How to complete this task ▸
In the listing below, the lines starting with the line with "self.state.read().await.today.clone()" and going on through the line with "let stats = self.today().await;" are to be reproduced exactly, and only those.

┌────────

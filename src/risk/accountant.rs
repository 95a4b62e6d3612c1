//! Realized PnL accounting, daily statistics and risk classification

use chrono::{DateTime, Local, NaiveDate, Utc};
use serde::{Deserialize, Serialize};
use serde_json::json;
use std::collections::BTreeMap;
use std::sync::Arc;
use tokio::sync::RwLock;
use tracing::{debug, info, warn};

use crate::config::Config;
use crate::notify::{NotificationKind, Notifier};
use crate::trading::TradeSide;

/// Daily trading statistics
#[derive(Debug, Clone, Serialize, Deserialize, PartialEq)]
pub struct DailyStats {
    pub date: NaiveDate,
    pub total_trades: u32,
    pub profitable_trades: u32,
    pub losing_trades: u32,
    pub total_profit: f64,
    pub total_loss: f64,
    pub net_pnl: f64,
    pub start_time: DateTime<Utc>,
}

impl DailyStats {
    pub fn new(date: NaiveDate, start_time: DateTime<Utc>) -> Self {
        Self {
            date,
            total_trades: 0,
            profitable_trades: 0,
            losing_trades: 0,
            total_profit: 0.0,
            total_loss: 0.0,
            net_pnl: 0.0,
            start_time,
        }
    }

    /// Count one closed trade
    pub fn record(&mut self, pnl: f64, profitable: bool) {
        self.total_trades += 1;
        if profitable {
            self.profitable_trades += 1;
            self.total_profit += pnl;
        } else {
            self.losing_trades += 1;
            self.total_loss += pnl.abs();
        }
        self.net_pnl += pnl;
    }

    /// Percentage of closed trades that were profitable
    pub fn win_rate(&self) -> f64 {
        if self.total_trades == 0 {
            return 0.0;
        }
        self.profitable_trades as f64 / self.total_trades as f64 * 100.0
    }

    pub fn average_profit(&self) -> f64 {
        if self.profitable_trades == 0 {
            return 0.0;
        }
        self.total_profit / self.profitable_trades as f64
    }

    pub fn average_loss(&self) -> f64 {
        if self.losing_trades == 0 {
            return 0.0;
        }
        self.total_loss / self.losing_trades as f64
    }
}

/// One completed trade; never mutated after creation
#[derive(Debug, Clone, Serialize, Deserialize)]
pub struct TradeRecord {
    pub id: String,
    pub side: TradeSide,
    pub mint: String,
    /// SOL committed (buy) or received (sell)
    pub amount: f64,
    pub price: f64,
    pub signature: String,
    pub timestamp: DateTime<Utc>,
    #[serde(skip_serializing_if = "Option::is_none")]
    pub pnl: Option<f64>,
    #[serde(skip_serializing_if = "Option::is_none")]
    pub pnl_ratio: Option<f64>,
}

#[derive(Debug, Clone, Copy, PartialEq, Eq, Serialize, Deserialize)]
#[serde(rename_all = "UPPERCASE")]
pub enum RiskLevel {
    Low,
    Medium,
    High,
}

impl std::fmt::Display for RiskLevel {
    fn fmt(&self, f: &mut std::fmt::Formatter<'_>) -> std::fmt::Result {
        match self {
            RiskLevel::Low => write!(f, "LOW"),
            RiskLevel::Medium => write!(f, "MEDIUM"),
            RiskLevel::High => write!(f, "HIGH"),
        }
    }
}

/// Daily stats plus derived figures
#[derive(Debug, Clone, Serialize)]
pub struct DailyReport {
    #[serde(flatten)]
    pub stats: DailyStats,
    pub uptime_secs: i64,
    pub win_rate: f64,
    pub average_profit: f64,
    pub average_loss: f64,
}

/// Open-position aggregate used by risk scoring
#[derive(Debug, Clone, Copy, Default, Serialize, PartialEq)]
pub struct PositionSummary {
    pub active_positions: usize,
    pub total_value: f64,
    pub total_pnl: f64,
    pub average_pnl: f64,
}

#[derive(Debug, Clone, Serialize)]
pub struct RiskMetrics {
    pub daily_stats: DailyReport,
    pub position_summary: PositionSummary,
    pub risk_score: u32,
    pub risk_level: RiskLevel,
    pub recommendations: Vec<String>,
}

/// Weighted risk score from loss proximity, concentration and win rate
pub fn risk_score(
    stats: &DailyStats,
    active_positions: usize,
    max_daily_loss: f64,
    max_positions: usize,
) -> u32 {
    let mut score = 0;

    if stats.net_pnl <= -max_daily_loss * 0.9 {
        score += 30;
    } else if stats.net_pnl <= -max_daily_loss * 0.7 {
        score += 20;
    } else if stats.net_pnl <= -max_daily_loss * 0.5 {
        score += 10;
    }

    if active_positions as f64 >= max_positions as f64 * 0.8 {
        score += 20;
    }

    let win_rate = stats.win_rate();
    if win_rate < 30.0 {
        score += 25;
    } else if win_rate < 50.0 {
        score += 15;
    }

    score
}

pub fn risk_level(score: u32) -> RiskLevel {
    if score >= 60 {
        RiskLevel::High
    } else if score >= 30 {
        RiskLevel::Medium
    } else {
        RiskLevel::Low
    }
}

/// Limits the accountant scores against
#[derive(Debug, Clone)]
pub struct AccountantLimits {
    pub max_daily_loss: f64,
    pub max_positions: usize,
    /// Fraction of `max_daily_loss` that fires a warning
    pub warning_ratio: f64,
}

impl AccountantLimits {
    pub fn from_config(config: &Config) -> Self {
        Self {
            max_daily_loss: config.risk.max_daily_loss,
            max_positions: config.trading.max_positions,
            warning_ratio: config.risk.warning_ratio,
        }
    }
}

struct AccountantState {
    today: DailyStats,
    history: BTreeMap<NaiveDate, DailyStats>,
    trades: Vec<TradeRecord>,
    last_trade_time: Option<DateTime<Utc>>,
}

pub struct RiskAccountant {
    limits: AccountantLimits,
    notifier: Arc<dyn Notifier>,
    state: RwLock<AccountantState>,
}

fn local_date(at: DateTime<Utc>) -> NaiveDate {
    at.with_timezone(&Local).date_naive()
}

impl RiskAccountant {
    pub fn new(limits: AccountantLimits, notifier: Arc<dyn Notifier>) -> Self {
        Self::starting_at(limits, notifier, Utc::now())
    }

    pub fn starting_at(
        limits: AccountantLimits,
        notifier: Arc<dyn Notifier>,
        now: DateTime<Utc>,
    ) -> Self {
        Self {
            limits,
            notifier,
            state: RwLock::new(AccountantState {
                today: DailyStats::new(local_date(now), now),
                history: BTreeMap::new(),
                trades: Vec::new(),
                last_trade_time: None,
            }),
        }
    }

    pub fn limits(&self) -> &AccountantLimits {
        &self.limits
    }

    /// Record a confirmed buy
    pub async fn record_buy(
        &self,
        mint: &str,
        amount_sol: f64,
        price: f64,
        signature: &str,
        at: DateTime<Utc>,
    ) -> TradeRecord {
        let trade = TradeRecord {
            id: uuid::Uuid::new_v4().to_string(),
            side: TradeSide::Buy,
            mint: mint.to_string(),
            amount: amount_sol,
            price,
            signature: signature.to_string(),
            timestamp: at,
            pnl: None,
            pnl_ratio: None,
        };

        let mut state = self.state.write().await;
        state.last_trade_time = Some(state.last_trade_time.map_or(at, |t| t.max(at)));
        state.trades.push(trade.clone());
        debug!(mint = %mint, amount_sol, "Buy recorded");
        trade
    }

    /// Record a confirmed sell and update the stats of the day the trade happened
    pub async fn record_sell(
        &self,
        mint: &str,
        entry_value: f64,
        exit_value: f64,
        price: f64,
        signature: &str,
        at: DateTime<Utc>,
    ) -> TradeRecord {
        let pnl = exit_value - entry_value;
        let pnl_ratio = if entry_value > 0.0 {
            exit_value / entry_value
        } else {
            0.0
        };

        let trade = TradeRecord {
            id: uuid::Uuid::new_v4().to_string(),
            side: TradeSide::Sell,
            mint: mint.to_string(),
            amount: exit_value,
            price,
            signature: signature.to_string(),
            timestamp: at,
            pnl: Some(pnl),
            pnl_ratio: Some(pnl_ratio),
        };

        let (net_pnl, rolled) = {
            let mut state = self.state.write().await;
            let date = local_date(at);

            let rolled = if date > state.today.date {
                Some(Self::roll(&mut state, at))
            } else {
                None
            };

            let stats = if date == state.today.date {
                &mut state.today
            } else {
                state
                    .history
                    .entry(date)
                    .or_insert_with(|| DailyStats::new(date, at))
            };
            stats.record(pnl, pnl_ratio > 1.0);

            state.last_trade_time = Some(state.last_trade_time.map_or(at, |t| t.max(at)));
            state.trades.push(trade.clone());
            (state.today.net_pnl, rolled)
        };

        info!(
            mint = %mint,
            pnl,
            pnl_ratio,
            "Realized {:.4} SOL ({:.2}x)",
            pnl,
            pnl_ratio
        );

        if let Some(previous) = rolled {
            self.announce_rollover(&previous).await;
        }

        if net_pnl <= -self.limits.max_daily_loss * self.limits.warning_ratio {
            warn!(net_pnl, "Daily loss limit approaching");
            self.notifier
                .send_notification(
                    &format!("Daily loss limit approaching: {:.4} SOL", net_pnl),
                    NotificationKind::Warning,
                    json!({ "netPnL": net_pnl, "maxDailyLoss": self.limits.max_daily_loss }),
                )
                .await;
        }

        trade
    }

    fn roll(state: &mut AccountantState, now: DateTime<Utc>) -> DailyStats {
        let fresh = DailyStats::new(local_date(now), now);
        let previous = std::mem::replace(&mut state.today, fresh);
        state.history.insert(previous.date, previous.clone());
        previous
    }

    async fn announce_rollover(&self, previous: &DailyStats) {
        info!(
            date = %previous.date,
            trades = previous.total_trades,
            net_pnl = previous.net_pnl,
            "Daily stats reset"
        );
        self.notifier
            .send_notification(
                &format!(
                    "Daily trading session ended. Net PnL: {:.4} SOL",
                    previous.net_pnl
                ),
                NotificationKind::Info,
                json!({ "previousStats": previous }),
            )
            .await;
    }

    /// Start a new day if `now` falls after the current one
    pub async fn rollover(&self, now: DateTime<Utc>) -> Option<DailyStats> {
        let previous = {
            let mut state = self.state.write().await;
            if local_date(now) <= state.today.date {
                return None;
            }
            Self::roll(&mut state, now)
        };
        self.announce_rollover(&previous).await;
        Some(previous)
    }

    pub async fn net_pnl(&self) -> f64 {
        self.state.read().await.today.net_pnl
    }

    pub async fn last_trade_time(&self) -> Option<DateTime<Utc>> {
        self.state.read().await.last_trade_time
    }

    pub async fn today(&self) -> DailyStats {
        self.state.read().await.today.clone()
    }

    /// Stats of a past or current day
    pub async fn stats_for(&self, date: NaiveDate) -> Option<DailyStats> {
        let state = self.state.read().await;
        if state.today.date == date {
            Some(state.today.clone())
        } else {
            state.history.get(&date).cloned()
        }
    }

    pub async fn trade_history(&self) -> Vec<TradeRecord> {
        self.state.read().await.trades.clone()
    }

    pub async fn daily_report(&self, now: DateTime<Utc>) -> DailyReport {
        let stats = self.today().await;
        DailyReport {
            uptime_secs: (now - stats.start_time).num_seconds().max(0),
            win_rate: stats.win_rate(),
            average_profit: stats.average_profit(),
            average_loss: stats.average_loss(),
            stats,
        }
    }

    pub async fn risk_metrics(&self, positions: PositionSummary, now: DateTime<Utc>) -> RiskMetrics {
        let report = self.daily_report(now).await;
        let limits = &self.limits;

        let score = risk_score(
            &report.stats,
            positions.active_positions,
            limits.max_daily_loss,
            limits.max_positions,
        );

        let mut recommendations = Vec::new();
        if report.stats.net_pnl <= -limits.max_daily_loss * limits.warning_ratio {
            recommendations
                .push("Consider reducing position sizes or stopping trading for the day".to_string());
        }
        if positions.active_positions as f64 >= limits.max_positions as f64 * 0.8 {
            recommendations.push(
                "Approaching maximum position limit - consider closing some positions".to_string(),
            );
        }
        if report.stats.total_trades > 0 && report.win_rate < 40.0 {
            recommendations
                .push("Low win rate - review trading strategy and risk parameters".to_string());
        }
        if positions.total_pnl < 0.0 {
            recommendations.push(
                "Overall portfolio in loss - consider implementing stricter stop losses".to_string(),
            );
        }

        RiskMetrics {
            daily_stats: report,
            position_summary: positions,
            risk_score: score,
            risk_level: risk_level(score),
            recommendations,
        }
    }
}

└────────

Response area ▸
        self.state.read().await.today.clone()
    }

    /// Stats of a past or current day
    pub async fn stats_for(&self, date: NaiveDate) -> Option<DailyStats> {
        let state = self.state.read().await;
        if state.today.date == date {
            Some(state.today.clone())
        } else {
            state.history.get(&date).cloned()
        }
    }

    pub async fn trade_history(&self) -> Vec<TradeRecord> {
        self.state.read().await.trades.clone()
    }

    pub async fn daily_report(&self, now: DateTime<Utc>) -> DailyReport {
        let stats = self.today().await;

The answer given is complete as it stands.